- Born: 9 October 1740 Fuensalida, Spain
- Died: 1820 Buenos Aires, Viceroyalty of Río de la Plata

= Pedro Díaz de Vivar y González de Buendía =

Spanish official (1740–1820)

Pedro Díaz de Vivar y González de Buendía (9 October 1740 — 1820) was a Spanish soldier and official who served in the Viceroyalty of Río de la Plata.

==Biography==
Díaz de Vivar was born in the town of Fuensalida on October 9, 1740, the son of Lucas Díaz de Vivar and María González. He was a descendant of Rodrigo Díaz de Vivar, better known as El Cid.

Transferred to the Río de la Plata, he served as a soldier in the Buenos Aires Infantry Militia Battalion from 20 June 1761.

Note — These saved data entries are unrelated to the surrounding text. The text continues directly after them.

#[cfg(test)]
mod tests {
    use super::*;

    fn note(board: &mut Board, x: f64, y: f64) -> NodeId {
        board.insert_node(Node::new(NodeKind::Note, Point::new(x, y), 100.0, 100.0))
    }

    #[test]
    fn test_add_node_selects_and_records() {
        let mut board = Board::new();
        let id = board.add_node(NodeKind::Photo, Point::new(10.0, 20.0));
        let node = board.scene().node(id).unwrap();
        assert!((node.height - 220.0).abs() < f64::EPSILON);
        assert!(board.scene().is_selected(id));
        assert_eq!(board.history().len(), 1);
        assert_eq!(
            board.drain_events(),
            vec![BoardEvent::NodeAdded(id), BoardEvent::HistoryCommitted]
        );
        assert!(board.drain_events().is_empty());
    }

    #[test]
    fn test_frames_are_added_underneath() {
        let mut board = Board::new();
        let a = note(&mut board, 0.0, 0.0);
        let f = board.add_node(NodeKind::Frame, Point::new(0.0, 0.0));
        let order: Vec<NodeId> = board.scene().nodes().map(Node::id).collect();
        assert_eq!(order, vec![f, a]);
    }

    #[test]
    fn test_connect_rejects_invalid() {
        let mut board = Board::new();
        let a = note(&mut board, 0.0, 0.0);
        let b = note(&mut board, 200.0, 0.0);
        let steps = board.history().len();
        assert!(board.connect(a, a).is_none());
        assert!(board.connect(a, uuid::Uuid::new_v4()).is_none());
        assert_eq!(board.history().len(), steps);
        assert!(board.connect(a, b).is_some());
        assert_eq!(board.history().len(), steps + 1);
    }

    #[test]
    fn test_split_edge_keeps_style() {
        let mut board = Board::new();
        let a = note(&mut board, 0.0, 0.0);
        let b = note(&mut board, 400.0, 0.0);
        let edge = board.connect(a, b).unwrap();
        board.set_edge_style(&[edge], EdgeStyle::Dashed);

        let mid = board.split_edge(edge, NodeKind::Note, Point::new(200.0, 0.0)).unwrap();
        let edges = board.scene().edges();
        assert_eq!(edges.len(), 2);
        assert!(edges.iter().all(|e| e.style == EdgeStyle::Dashed));
        assert!(edges.iter().any(|e| e.from == a && e.to == mid));
        assert!(edges.iter().any(|e| e.from == mid && e.to == b));
        assert!(board.scene().edge(edge).is_none());
    }

    #[test]
    fn test_add_node_connected() {
        let mut board = Board::new();
        let a = note(&mut board, 0.0, 0.0);
        let id = board
            .add_node_connected(NodeKind::Note, Point::new(300.0, 0.0), a)
            .unwrap();
        assert!(board.scene().edges()[0].links(a, id));
        assert!(board.add_node_connected(NodeKind::Note, Point::ZERO, uuid::Uuid::new_v4()).is_none());
    }

    #[test]
    fn test_group_into_frame() {
        let mut board = Board::new();
        let a = note(&mut board, 0.0, 0.0);
        let b = note(&mut board, 200.0, 100.0);
        board.drain_events();

        let frame = board.group_into_frame(&[a, b]).unwrap();
        let f = board.scene().node(frame).unwrap();
        assert!(f.is_frame());
        assert!((f.position.x + 40.0).abs() < 1e-9);
        assert!((f.position.y + 40.0).abs() < 1e-9);
        assert!((f.width - 380.0).abs() < 1e-9);
        assert!((f.height - 280.0).abs() < 1e-9);
        assert_eq!(f.text_color, Some(Color::white()));
        assert_eq!(board.scene().nodes().next().map(Node::id), Some(frame));
        assert_eq!(board.scene().node(a).unwrap().parent_id(), Some(frame));
        assert_eq!(board.scene().node(b).unwrap().parent_id(), Some(frame));
        assert!(board.scene().is_selected(frame));
        assert!(board.group_into_frame(&[]).is_none());

        // One undo removes the frame and the parent links
        board.undo();
        assert!(board.scene().node(frame).is_none());
        assert!(board.scene().node(a).unwrap().parent_id().is_none());
    }

    #[test]
    fn test_set_parent_rejects_cycle_without_history() {
        let mut board = Board::new();
        let outer = board.add_node(NodeKind::Frame, Point::ZERO);
        let inner = board.add_node(NodeKind::Frame, Point::new(10.0, 10.0));
        board.set_parent(inner, Some(outer)).unwrap();
        let steps = board.history().len();
        assert!(board.set_parent(outer, Some(inner)).is_err());
        assert_eq!(board.history().len(), steps);
    }

    #[test]
    fn test_attribute_edits() {
        let mut board = Board::new();
        let a = note(&mut board, 0.0, 0.0);
        let steps = board.history().len();

        assert_eq!(board.set_color(&[a], Color::from_hex("#ffeaa7")), 1);
        assert_eq!(board.set_font_size(&[a], Some(f64::NAN)), 0);
        assert_eq!(board.set_font_size(&[a], Some(18.0)), 1);
        assert!(board.set_content(a, "hello"));
        assert!(!board.set_content(a, "hello"));
        assert_eq!(board.set_edge_style(&[a], EdgeStyle::Dashed), 0);
        assert_eq!(board.history().len(), steps + 3);

        let node = board.scene().node(a).unwrap();
        assert_eq!(node.content, "hello");
        assert_eq!(node.font_size, Some(18.0));
    }

    #[test]
    fn test_reset_rotation() {
        let mut board = Board::new();
        let mut node = Node::new(NodeKind::Note, Point::ZERO, 100.0, 100.0);
        node.set_rotation(45.0);
        let id = board.insert_node(node);
        let steps = board.history().len();
        assert!(board.reset_rotation(id));
        assert!(board.scene().node(id).unwrap().rotation().abs() < f64::EPSILON);
        assert!(!board.reset_rotation(id));
        assert_eq!(board.history().len(), steps + 1);
    }

    #[test]
    fn test_undo_empty_is_noop() {
        let mut board = Board::new();
        assert!(!board.undo());
        assert!(board.drain_events().is_empty());
    }

    #[test]
    fn test_with_config_validates() {
        let config = EngineConfig {
            history_limit: 0,
            ..EngineConfig::default()
        };
        assert!(Board::with_config(config).is_err());
    }
}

In June 1772 he was a second lieutenant of the Buenos Aires Cavalry Militia Regiment. Two years later he was promoted to lieutenant, in March 1780 to senior adjutant, and on 17 February 1781 to the rank of captain.

In 1777, after Cevallos' second expedition to Río Grande he was commissioned to lead 73 Portuguese prisoners of war and ten families to the town of Pergamino and Punta de San Luis.

In 1783, commanding 200 cavalry militia men, he carried out an expedition to the border of the town of Luján to help the forces that were fighting an invasion of Pampas Indians in the campaign.

In his service record, Inspector Tomás de Rocamora notes that he had "a lot of dedication, conduct and love of service."

In 1782 he was appointed Mayor of Buenos Aires and Councillor of the Royal Consulate of Commerce, and in 1794 he was appointed director of the House of Foundlings and the Royal Printing House of Foundlings.

On 14 May 1799 he was promoted by Viceroy Rafael de Sobremonte to 2nd commander and lieutenant colonel of the cavalry militias.

In 1801, as a result of the new Regulation of disciplined militias, he was appointed commander of the 2nd Cavalry Volunteer Regiment of Buenos Aires. Despite his advanced age, he took part in the defense of the city of Buenos Aires during the British invasion of the Río de la Plata in 1806.

For his services, he was awarded several leagues of land located in the current districts of Luján, Mercedes and in the Province of San Luis with which the Crown of Spain awarded him.

He was invited to the Open Town Hall on 22 May 1810, but did not show up. The invitation extended in his name is preserved with the handwritten legend that explains it: "Because it rained on the 22nd I did not go to the cavildo, I fear, the humidity, and the cold. I went with my son Marco on the 23rd at 9 ½/in the morning [sic], we passed [...] the brother of the Aguacil, Major Mancilla, and the [Honourable] responded to us that the Cavildo was already late, because the actas were closed.

After the May Revolution, he lived retired from public life, dissatisfied with the new order of things. He died in the city of Buenos Aires in 1820.

==Family==
On 6 October 1766, he married Josefa Salinas Valdés y Barrancos with whom he had two children:
- Julián Mario Vicente Díaz de Vivar y Salinas-Valdés
- María Francisca Javiera Díaz de Vivar y Salinas-Valdés, who married Ventura Miguel Marcó del Pont y Angel, Trustee of the Commerce Consulate of Buenos Aires, procurator trustee of the Cabildo of Buenos Aires, royal lieutenant and captain of the Urban Militias.

Other descendants include:
- Joaquín Díaz de Vivar, ambassador and legislator, vice president of the Legislature of the province of Corrientes, vice president of the Chamber of Deputies of the Argentine Nation between 1947 and 1955 and conventional constituent (1949).
- Mario Felipe Díaz, was the manager and assembly chief of the Gigante cement grinding plant in the Province of San Luis.

In the work of Carlos Calvo, titled: "Nobiliario del Antiguo Virreynato del Río de la Plata" (1936–1943), the author emblazons the arms of Díaz de Vivar as follows: "Gules, a tree of sinople plucked and threaded with gold and a lion of this metal passing through its trunk. Silver border and in gules letters the motto: "AVE MARÍA GRATIA PLENA DOMINUS TECUM."